The problem
Every line below between the line holding "whose blocking calls" and the line holding "typed option values.", inclusive, should be repeated exactly, and all other lines omitted.
### Input data ###
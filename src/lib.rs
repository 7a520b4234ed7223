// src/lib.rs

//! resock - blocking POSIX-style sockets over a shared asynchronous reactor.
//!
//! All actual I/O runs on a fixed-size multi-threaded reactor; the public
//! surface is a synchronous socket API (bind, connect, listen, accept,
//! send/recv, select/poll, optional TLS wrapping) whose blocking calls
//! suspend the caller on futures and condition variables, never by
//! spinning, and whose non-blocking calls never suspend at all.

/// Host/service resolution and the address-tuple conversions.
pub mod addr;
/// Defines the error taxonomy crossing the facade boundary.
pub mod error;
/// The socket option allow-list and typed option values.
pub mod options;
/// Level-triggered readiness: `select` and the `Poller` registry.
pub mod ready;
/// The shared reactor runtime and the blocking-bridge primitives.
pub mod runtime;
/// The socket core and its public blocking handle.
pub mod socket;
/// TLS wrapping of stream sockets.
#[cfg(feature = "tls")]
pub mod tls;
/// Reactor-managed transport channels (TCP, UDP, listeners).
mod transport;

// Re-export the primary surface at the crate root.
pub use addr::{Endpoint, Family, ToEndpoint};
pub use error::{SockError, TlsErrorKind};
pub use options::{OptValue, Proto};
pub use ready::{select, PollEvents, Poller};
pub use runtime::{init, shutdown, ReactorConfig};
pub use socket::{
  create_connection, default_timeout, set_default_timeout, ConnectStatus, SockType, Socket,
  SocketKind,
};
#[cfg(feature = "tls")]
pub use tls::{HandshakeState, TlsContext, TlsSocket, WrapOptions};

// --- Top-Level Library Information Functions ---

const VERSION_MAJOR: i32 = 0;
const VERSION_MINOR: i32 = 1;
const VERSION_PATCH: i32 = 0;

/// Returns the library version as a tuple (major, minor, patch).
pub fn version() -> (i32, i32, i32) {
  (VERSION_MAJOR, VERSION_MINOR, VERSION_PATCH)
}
###
Solution for this task
//! send/recv, select/poll, optional TLS wrapping) whose blocking calls
//! suspend the caller on futures and condition variables, never by
//! spinning, and whose non-blocking calls never suspend at all.

/// Host/service resolution and the address-tuple conversions.
pub mod addr;
/// Defines the error taxonomy crossing the facade boundary.
pub mod error;
/// The socket option allow-list and typed option values.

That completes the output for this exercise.